> **Problem**
Whatever the records say, repeat them exactly as given.

[[ Dataset excerpts, beginning ]]

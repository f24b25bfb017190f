//! Bot configuration loaded from environment variables
//!
//! - **Version**: 1.1.0
//! - **Since**: 0.3.0
//!
//! ## Changelog
//! - 1.1.0: Add TIMEZONE for admin-entered local event times
//! - 1.0.0: Initial implementation

use anyhow::{Context as _, Result};
use chrono_tz::Tz;
use std::collections::HashSet;

/// Runtime configuration for the bot
///
/// All values come from the environment (a `.env` file is loaded by the
/// binary before this is constructed). Only `DISCORD_TOKEN` is mandatory.
#[derive(Debug, Clone)]
pub struct Config {
    /// Discord bot token
    pub discord_token: String,

    /// Guild ID for development mode (instant command registration)
    pub discord_guild_id: Option<String>,

    /// User IDs allowed to create and manage events
    pub admin_ids: HashSet<u64>,

    /// Path to the SQLite database file
    pub database_path: String,

    /// Default log level filter
    pub log_level: String,

    /// Timezone in which admins enter event times (stored as UTC)
    pub timezone: Tz,
}

impl Config {
    /// Load configuration from environment variables
    pub fn from_env() -> Result<Self> {
        let discord_token =
            std::env::var("DISCORD_TOKEN").context("DISCORD_TOKEN environment variable is required")?;

        let discord_guild_id = std::env::var("DISCORD_GUILD_ID").ok();

        let admin_ids = parse_admin_ids(std::env::var("ADMIN_IDS").ok().as_deref());

        let database_path =
            std::env::var("DATABASE_PATH").unwrap_or_else(|_| "herald.db".to_string());

        let log_level = std::env::var("LOG_LEVEL").unwrap_or_else(|_| "info".to_string());

        let timezone = match std::env::var("TIMEZONE") {
            Ok(raw) => raw
                .parse::<Tz>()
                .map_err(|e| anyhow::anyhow!("invalid TIMEZONE '{raw}': {e}"))?,
            Err(_) => chrono_tz::UTC,
        };

        Ok(Self {
            discord_token,
            discord_guild_id,
            admin_ids,
            database_path,
            log_level,
            timezone,
        })
    }

    /// Check whether a user may manage events
    pub fn is_admin(&self, user_id: u64) -> bool {
        self.admin_ids.contains(&user_id)
    }
}

/// Parse a comma-separated list of user IDs, skipping blanks and junk
fn parse_admin_ids(raw: Option<&str>) -> HashSet<u64> {
    let mut ids = HashSet::new();
    let raw = match raw {
        Some(raw) => raw,
        None => return ids,
    };
    for item in raw.split(',') {
        let item = item.trim();
        if item.is_empty() {
            continue;
        }
        match item.parse::<u64>() {
            Ok(id) => {
                ids.insert(id);
            }
            Err(_) => {
                log::warn!("Ignoring malformed admin id in ADMIN_IDS: {item}");
            }
        }
    }
    ids
}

[[ Dataset excerpts, end ]]

> **Solved exercise**
repository f24b25bfb017190f
//! Bot configuration loaded from environment variables
//!
//! - **Version**: 1.1.0
//! - **Since**: 0.3.0
//!
//! ## Changelog
//! - 1.1.0: Add TIMEZONE for admin-entered local event times
//! - 1.0.0: Initial implementation

use anyhow::{Context as _, Result};
use chrono_tz::Tz;
use std::collections::HashSet;

/// Runtime configuration for the bot
///
/// All values come from the environment (a `.env` file is loaded by the
/// binary before this is constructed). Only `DISCORD_TOKEN` is mandatory.
#[derive(Debug, Clone)]
pub struct Config {
    /// Discord bot token
    pub discord_token: String,

    /// Guild ID for development mode (instant command registration)
    pub discord_guild_id: Option<String>,

    /// User IDs allowed to create and manage events
    pub admin_ids: HashSet<u64>,

    /// Path to the SQLite database file
    pub database_path: String,

    /// Default log level filter
    pub log_level: String,

    /// Timezone in which admins enter event times (stored as UTC)
    pub timezone: Tz,
}

impl Config {
    /// Load configuration from environment variables
    pub fn from_env() -> Result<Self> {
        let discord_token =
            std::env::var("DISCORD_TOKEN").context("DISCORD_TOKEN environment variable is required")?;

        let discord_guild_id = std::env::var("DISCORD_GUILD_ID").ok();

        let admin_ids = parse_admin_ids(std::env::var("ADMIN_IDS").ok().as_deref());

        let database_path =
            std::env::var("DATABASE_PATH").unwrap_or_else(|_| "herald.db".to_string());

        let log_level = std::env::var("LOG_LEVEL").unwrap_or_else(|_| "info".to_string());

        let timezone = match std::env::var("TIMEZONE") {
            Ok(raw) => raw
                .parse::<Tz>()
                .map_err(|e| anyhow::anyhow!("invalid TIMEZONE '{raw}': {e}"))?,
            Err(_) => chrono_tz::UTC,
        };

        Ok(Self {
            discord_token,
            discord_guild_id,
            admin_ids,
            database_path,
            log_level,
            timezone,
        })
    }

    /// Check whether a user may manage events
    pub fn is_admin(&self, user_id: u64) -> bool {
        self.admin_ids.contains(&user_id)
    }
}

/// Parse a comma-separated list of user IDs, skipping blanks and junk
fn parse_admin_ids(raw: Option<&str>) -> HashSet<u64> {
    let mut ids = HashSet::new();
    let raw = match raw {
        Some(raw) => raw,
        None => return ids,
    };
    for item in raw.split(',') {
        let item = item.trim();
        if item.is_empty() {
            continue;
        }
        match item.parse::<u64>() {
            Ok(id) => {
                ids.insert(id);
            }
            Err(_) => {
                log::warn!("Ignoring malformed admin id in ADMIN_IDS: {item}");
            }
        }
    }
    ids
}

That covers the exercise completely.